Am I doing something wrong?

I did manage to find a 500 Lumens led drop in for my Solarforce on E-Bay but that must still be delivered. I will be very disappointed if this 500 Lumens Led only puts out 250 Lumens in the end. But for that I will have to wait and see.


----------



## Nyctophiliac (Aug 6, 2009)

Much as I like Led Lensers, it occurs to me that you must be comparing the throw of the P14 - i.e. at maximum focus - with the solarforce. The P14 hotspot will probably be brighter than the Solarforce one, but with less overall light coming out of the business end. Being optically focused like this it will be a real thrower. All the Lenser P and T lights have this focus for throw/flood operation. 

For instance, my Malkoff drop in puts out more light than my KD drop in, but with an aspherical lens, the KD will have a very tight bright hotspot, and will throw way farther. ( This is in the same Mag 3D housing )

I think you cannot compare directly a lensed type beam with a reflectored beam, as they have completely different characteristics.

They sound like two very good torches to me. 

Vive les differances!

I had a look at the MCE 500 lumen lots on ebay - they look very nice. Please post when you get them.


----------



## lightseeker2009 (Aug 6, 2009)

Thanks for the reply. I almost thought I will get no replies since I'm too new on this forum.

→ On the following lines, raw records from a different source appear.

//! spawnpool - a process pool over re-executed worker processes.
//!
//! The dispatcher and its workers are the same program. [`Pool::run`]
//! decides the role from the environment: the dispatcher spawns workers and
//! streams tasks to them, and each worker processes tasks until killed.
//! Communication runs over anonymous pipes: JSON lines for completion
//! notices, length-prefixed bincode frames for tasks and results.
//!
//! See [`pool`] for the architecture.

pub mod config;
pub mod error;
pub mod logging;
pub mod pool;

pub use config::PoolConfig;
pub use crossbeam_channel::{Receiver, Sender};
pub use error::{Result, SpawnError};
pub use pool::{
    ChannelManifest, CollectFn, DispatchFn, Payload, Pool, PoolStats, Role, WorkFn,
};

But to come back to you. It was still daytime when I got the P14 so I did not compare them to see which is the better thrower. I just looked at their brightness against a wall inside my house. Its not even close. The P14 wins hands down. I agree that you can't compare two flashlights with different focus systems, but its very clear that the P14 is a lot brighter, and that with "only" 135 lumens on its second most powerfull setting. Makes you wonder.


----------



## HKJ (Aug 6, 2009)

lightseeker2009 said:


> I've bought the Solarforce L2 with a 220 Lumen LC-1 R2 single mode 3V-18V Led. Im using it with three rechargeble 18650 batteries. I was very happy with it but not so much anymore:mecry:The reason is that I've just today received my LED Lenser P14. And to be honest, its much brighter than the Solarforce.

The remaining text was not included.